Be Prepared: Disaster Planning and Recovery with the Historic Preservation Fund
Moderator: Kara Smith, NCIDQ, Associate, John Milner Architects, Inc. & PDI Board Director
Guest Speakers:
Taylor Pearlstein, National Park Service
Lilith Guzman, National Park Service
Join the National Park Service staff to learn more about past and ongoing programs through the Emergency Supplemental Historic Preservation Fund to support the repair and recovery of historic resources impacted by natural disasters. Participants will learn about tools and resources for planning, mitigation, and resiliency developed through the program following storms such as Hurricanes Sandy, Harvey, and Maria. This session will also discuss ongoing competitive grant programs through the Historic Preservation Fund and creative ways to meet disaster recovery and resiliency needs for historic and cultural resources in your community through these federal grant opportunities.

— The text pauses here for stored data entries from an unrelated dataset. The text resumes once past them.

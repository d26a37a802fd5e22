use crate::namespace::UserNamespace;
use crate::process::UNKNOWN_STATUS;
use crate::rootfs::enter_rootfs;
use crate::sync::{Handshake, PipeSynchronizer, pipe_pair};
use anyhow::{Context, Result};
use nix::sched::{CloneFlags, clone};
use nix::sys::signal::{Signal, kill};
use nix::sys::wait::{WaitStatus, waitpid};
use nix::unistd::{Gid, Pid, Uid, close, execvp, sethostname, setgid, setuid};
use std::env;
use std::ffi::{CString, NulError};
use std::os::fd::RawFd;
use std::path::PathBuf;
use tracing::{info, warn};

const STACK_SIZE: usize = 1024 * 1024; // 1MB stack

const CONTAINER_PATH: &str = "/bin:/sbin:/usr/bin:/usr/sbin";

#[derive(Debug, Clone)]
pub struct RunConfig {
    pub rootfs: PathBuf,
    pub command: String,
    pub args: Vec<String>,
    pub hostname: String,
    /// `None` runs privileged, sharing the host's user namespace.
    pub user_namespace: Option<UserNamespace>,
}

impl RunConfig {
    fn clone_flags(&self) -> CloneFlags {
        let mut flags = CloneFlags::CLONE_NEWPID | CloneFlags::CLONE_NEWNS | CloneFlags::CLONE_NEWUTS;
        if self.user_namespace.is_some() {
            flags |= CloneFlags::CLONE_NEWUSER;
        }
        flags
    }
}

/// Clone the container's init into new namespaces, walk it through setup and
/// wait for it. Returns the container's exit code.
pub fn run_container(config: &RunConfig) -> Result<i32> {
    let (host, container) = pipe_pair().context("creating sync pipes")?;
    let host_fds = host.raw_fds();

    let mut stack = vec![0u8; STACK_SIZE];
    let mut container = Some(container);

    // The callback box, and with it the parent's copy of the container pipe
    // ends, is dropped as soon as clone returns.
    let child_pid = unsafe {
        clone(
            Box::new(move || match container.take() {
                Some(sync) => init_process(Handshake::new(sync), host_fds, config),
                None => 1,
            }),
            &mut stack,
            config.clone_flags(),
            Some(Signal::SIGCHLD as i32),
        )
    }
    .context("cloning container init")?;

    info!(pid = %child_pid, rootfs = ?config.rootfs, "container init cloned");

    if let Err(err) = prepare_host_side(Handshake::new(host), child_pid, config) {
        warn!(pid = %child_pid, "container setup failed, killing init");
        let _ = kill(child_pid, Signal::SIGKILL);
        let _ = waitpid(child_pid, None);
        return Err(err.context("container creation failed"));
    }

    info!(pid = %child_pid, "container ready");

    let code = match waitpid(child_pid, None)? {
        WaitStatus::Exited(_, code) => code,
        WaitStatus::Signaled(_, signal, _) => 128 + signal as i32,
        _ => UNKNOWN_STATUS,
    };
    info!(pid = %child_pid, code, "container exited");
    Ok(code)
}

fn prepare_host_side(
    mut handshake: Handshake<PipeSynchronizer>,
    pid: Pid,
    config: &RunConfig,
) -> Result<()> {
    if let Some(userns) = &config.user_namespace {
        userns.apply(pid)?;
    }

    handshake.signal_ready().context("signalling container")?;
    handshake
        .await_namespaces()
        .context("waiting for container namespaces")?;
    handshake.finish()?;
    Ok(())
}

fn init_process(handshake: Handshake<PipeSynchronizer>, host_fds: [RawFd; 2], config: &RunConfig) -> isize {
    // Drop our copy of the host's ends so a dead host reads as EOF.
    for fd in host_fds {
        let _ = close(fd);
    }

    if let Err(err) = enter_container(handshake, config) {
        eprintln!("container init: {:#}", err);
        return 1;
    }

    exec_command(&config.command, &config.args)
}

fn enter_container(mut handshake: Handshake<PipeSynchronizer>, config: &RunConfig) -> Result<()> {
    handshake.await_ready().context("waiting for host")?;

    if config.user_namespace.is_some() {
        setgid(Gid::from_raw(0)).context("setgid")?;
        setuid(Uid::from_raw(0)).context("setuid")?;
    }

    sethostname(&config.hostname).context("sethostname")?;
    enter_rootfs(&config.rootfs)?;

    handshake
        .signal_namespaces_entered()
        .context("signalling host")?;
    handshake.finish()?;
    Ok(())
}

fn exec_args(command: &str, args: &[String]) -> Result<Vec<CString>, NulError> {
    std::iter::once(command)
        .chain(args.iter().map(String::as_str))
        .map(CString::new)
        .collect()
}

fn exec_command(command: &str, args: &[String]) -> isize {
    let argv = match exec_args(command, args) {
        Ok(argv) => argv,
        Err(e) => {
            eprintln!("exec: invalid argument: {}", e);
            return 1;
        }
    };

    // Single threaded here: we are the freshly cloned init.
    unsafe { env::set_var("PATH", CONTAINER_PATH) };

    let Err(e) = execvp(&argv[0], &argv);
    eprintln!("exec {}: {}", command, e);
    1
}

Taylor Pearlstein is a Grants Management Specialist with the National Park Services’ State, Tribal, Locals, Plans & Grants division. She serves as the primary point of contact for NPS’ Emergency Supplemental Historic Preservation Fund (ESHPF) grant program, which provides grants to State and Tribal Historic Preservation Offices for disaster recovery of cultural and historic resources. She is currently managing grants for historic resources impacted by Hurricanes Harvey, Irma, and Maria as well as Hurricanes Florence, Michael, and Typhoon Yutu. Taylor received her bachelor’s degree in Art Conservation from the University of Delaware, with a focus on fashion and textile history, and her master’s degree in Cultural Heritage Studies from University College London’s Institute of Archaeology where her research has focused on preservation in the face of increasing natural and man-made threats.
2:30 p.m. - 3:00 p.m.
What's New with the Delaware Preservation Grant Fund?

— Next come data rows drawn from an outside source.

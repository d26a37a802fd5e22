//! Passing descriptors to attaching clients.
//!
//! The broker only needs two things from its transport: accept the next
//! client, and give that client copies of some descriptors. Both sit behind
//! traits so the broker runs the same over a Unix socket or in memory.

use nix::sys::socket::{ControlMessage, ControlMessageOwned, MsgFlags, recvmsg, sendmsg};
use std::io::{self, IoSlice, IoSliceMut, Read};
use std::os::fd::{AsRawFd, FromRawFd, OwnedFd, RawFd};
use std::os::unix::net::{UnixListener, UnixStream};

/// Most descriptors one handoff will carry.
pub const MAX_HANDOFF_FDS: usize = 3;

/// An attached client: sends input frames, receives descriptors.
pub trait Handoff: Read + Send + 'static {
    fn hand_off(&mut self, fds: &[RawFd]) -> io::Result<()>;
}

pub trait Listener {
    type Conn: Handoff;

    fn accept(&mut self) -> io::Result<Self::Conn>;
}

impl Listener for UnixListener {
    type Conn = UnixStream;

    fn accept(&mut self) -> io::Result<UnixStream> {
        UnixListener::accept(self).map(|(stream, _)| stream)
    }
}

impl Handoff for UnixStream {
    /// Sends the descriptors as `SCM_RIGHTS` on a single zero byte; a stream
    /// socket drops ancillary data sent with an empty payload.
    fn hand_off(&mut self, fds: &[RawFd]) -> io::Result<()> {
        let payload = [0u8; 1];
        let iov = [IoSlice::new(&payload)];
        let cmsgs = [ControlMessage::ScmRights(fds)];
        sendmsg::<()>(self.as_raw_fd(), &iov, &cmsgs, MsgFlags::empty(), None)?;
        Ok(())
    }
}

/// Receive one handoff from the daemon. Descriptors arrive close-on-exec.
pub fn receive_fds(stream: &UnixStream) -> io::Result<Vec<OwnedFd>> {
    let mut payload = [0u8; 1];
    let mut iov = [IoSliceMut::new(&mut payload)];
    let mut space = nix::cmsg_space!([RawFd; MAX_HANDOFF_FDS]);

    let msg = recvmsg::<()>(
        stream.as_raw_fd(),
        &mut iov,
        Some(&mut space),
        MsgFlags::MSG_CMSG_CLOEXEC,
    )?;

    if msg.bytes == 0 {
        return Err(io::Error::new(
            io::ErrorKind::UnexpectedEof,
            "daemon closed the connection before handing off",
        ));
    }

    let mut fds = Vec::new();
    for cmsg in msg.cmsgs() {
        if let ControlMessageOwned::ScmRights(received) = cmsg {
            // SAFETY: the kernel just installed these descriptors for us.
            fds.extend(received.into_iter().map(|fd| unsafe { OwnedFd::from_raw_fd(fd) }));
        }
    }
    Ok(fds)
}

/// In-process transport for exercising the broker without sockets.
pub mod memory {
    use super::{Handoff, Listener};
    use crate::iodaemon::frame::{Input, write_frame};
    use crate::process::pipe;
    use std::fs::File;
    use std::io::{self, Read};
    use std::os::fd::{BorrowedFd, OwnedFd, RawFd};
    use std::sync::mpsc::{Receiver, Sender, channel};
    use std::sync::{Arc, Mutex, PoisonError};

    type Handed = Arc<Mutex<Option<Vec<OwnedFd>>>>;

    pub struct MemoryConn {
        input: File,
        handed: Handed,
    }

    impl Read for MemoryConn {
        fn read(&mut self, buf: &mut [u8]) -> io::Result<usize> {
            self.input.read(buf)
        }
    }

    impl Handoff for MemoryConn {
        /// Duplicates the descriptors, as the kernel would for a socket peer.
        fn hand_off(&mut self, fds: &[RawFd]) -> io::Result<()> {
            let copies = fds
                .iter()
                .map(|&fd| {
                    // SAFETY: the broker keeps these open for the duration of the call.
                    unsafe { BorrowedFd::borrow_raw(fd) }.try_clone_to_owned()
                })
                .collect::<io::Result<Vec<_>>>()?;
            *self.handed.lock().unwrap_or_else(PoisonError::into_inner) = Some(copies);
            Ok(())
        }
    }

    /// Client half of an in-memory connection.
    pub struct MemoryClient {
        input: File,
        handed: Handed,
    }

    impl MemoryClient {
        /// Descriptors handed over so far, if any.
        pub fn take_fds(&self) -> Option<Vec<OwnedFd>> {
            self.handed.lock().unwrap_or_else(PoisonError::into_inner).take()
        }

        pub fn send(&mut self, input: &Input) -> io::Result<()> {
            write_frame(&mut self.input, input).map_err(io::Error::from)
        }
    }

    pub struct MemoryListener {
        incoming: Receiver<MemoryConn>,
    }

    impl Listener for MemoryListener {
        type Conn = MemoryConn;

        fn accept(&mut self) -> io::Result<MemoryConn> {
            self.incoming.recv().map_err(|_| {
                io::Error::new(io::ErrorKind::ConnectionAborted, "all connectors dropped")
            })
        }
    }

    #[derive(Clone)]
    pub struct MemoryConnector {
        outgoing: Sender<MemoryConn>,
    }

    impl MemoryConnector {
        pub fn connect(&self) -> io::Result<MemoryClient> {
            let (reader, writer) = pipe()?;
            let handed = Handed::default();
            self.outgoing
                .send(MemoryConn {
                    input: reader,
                    handed: handed.clone(),
                })
                .map_err(|_| io::Error::new(io::ErrorKind::ConnectionRefused, "listener gone"))?;
            Ok(MemoryClient {
                input: writer,
                handed,
            })
        }
    }

    pub fn listener() -> (MemoryConnector, MemoryListener) {
        let (outgoing, incoming) = channel();
        (MemoryConnector { outgoing }, MemoryListener { incoming })
    }
}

Moderator: Gene Castellano, PDI Board Director
Guest Speaker: Catherine Morrisey, University of Delaware, Center for Historic Architecture & Design & Delaware Preservation Fund Manager
Catherine Morrissey is the Associate Director of the University of Delaware’s Center for Historic Architecture and Design (CHAD). She is an architectural historian who holds an MA in Urban Affairs and Public Policy with a concentration in Historic Preservation, and is currently a PhD candidate in Preservation Studies at the University of Delaware. Her dissertation work, entitled How Buildings Change: Historic Preservation and Material Integrity of Early Historic Districts focuses on quantifying and analyzing material change in small historic districts in the Mid-Atlantic, to understand material replacement to historic structures. Additionally, she teaches courses in Architectural Documentation, Vernacular Architecture, and Methods in Historic Preservation for the Historic Preservation Certificate Program at the University of Delaware.
Saturday, October 26, 2024
Annual Meeting with Special Guest Speaker, Barton Ross, Barton Ross & Partners, LLC Architects
Barton Ross is an historic architect and president of Barton Ross & Partners, LLC Architects, where he leads preservation projects across the Mid-Atlantic Region. His professional work has been recognized by the Society of Architectural Historians, the Vernacular Architecture Forum, the American Institute of Architects and the National Park Service. Barton has collaborated on local planning and historic preservation matters with the Delaware River & Bay Authority, the Laurel Redevelopment Corporation, the Sussex County Land Trust, the Town of Smyrna, the Town of Lewes, the Richard Allen Coalition, and indefinite on-call services with the Division of Historical and Cultural Affairs, including preservation planning at the Old Delaware State House and the Octagonal Schoolhouse near Dover. He is a graduate of the Virginia Tech School of Architecture + Design and received master’s degrees from Columbia University and the University of Pennsylvania.